:: Data provided ::
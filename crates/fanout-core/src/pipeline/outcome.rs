//! The awaitable a pipeline hands back to its caller.

use std::future::Future;
use std::pin::Pin;
use std::task::{Context, Poll};

use tokio::sync::oneshot;

use crate::error::{Error, Result};

/// Final result of a pipeline.
///
/// Await it from any async runtime, or block on it with [`wait`](Self::wait)
/// from synchronous code.
#[must_use = "an outcome does nothing unless awaited or waited on"]
#[derive(Debug)]
pub struct Outcome<O> {
    rx: oneshot::Receiver<Result<O>>,
}

impl<O> Outcome<O> {
    pub(crate) fn new(rx: oneshot::Receiver<Result<O>>) -> Self {
        Self { rx }
    }

    /// Block the current thread until the pipeline settles.
    ///
    /// # Panics
    ///
    /// Panics when called from within an async execution context; await the
    /// outcome there instead.
    pub fn wait(self) -> Result<O> {
        self.rx.blocking_recv().unwrap_or(Err(Error::Closed))
    }
}

impl<O> Future for Outcome<O> {
    type Output = Result<O>;

    fn poll(mut self: Pin<&mut Self>, cx: &mut Context<'_>) -> Poll<Self::Output> {
        Pin::new(&mut self.rx)
            .poll(cx)
            .map(|received| received.unwrap_or(Err(Error::Closed)))
    }
}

:: What is required ::
Retype every line of the listing above exactly as given.

:: Output ::
filename crates/fanout-core/src/pipeline/outcome.rs
//! The awaitable a pipeline hands back to its caller.

use std::future::Future;
use std::pin::Pin;
use std::task::{Context, Poll};

use tokio::sync::oneshot;

use crate::error::{Error, Result};

/// Final result of a pipeline.
///
/// Await it from any async runtime, or block on it with [`wait`](Self::wait)
/// from synchronous code.
#[must_use = "an outcome does nothing unless awaited or waited on"]
#[derive(Debug)]
pub struct Outcome<O> {
    rx: oneshot::Receiver<Result<O>>,
}

impl<O> Outcome<O> {
    pub(crate) fn new(rx: oneshot::Receiver<Result<O>>) -> Self {
        Self { rx }
    }

    /// Block the current thread until the pipeline settles.
    ///
    /// # Panics
    ///
    /// Panics when called from within an async execution context; await the
    /// outcome there instead.
    pub fn wait(self) -> Result<O> {
        self.rx.blocking_recv().unwrap_or(Err(Error::Closed))
    }
}

impl<O> Future for Outcome<O> {
    type Output = Result<O>;

    fn poll(mut self: Pin<&mut Self>, cx: &mut Context<'_>) -> Poll<Self::Output> {
        Pin::new(&mut self.rx)
            .poll(cx)
            .map(|received| received.unwrap_or(Err(Error::Closed)))
    }
}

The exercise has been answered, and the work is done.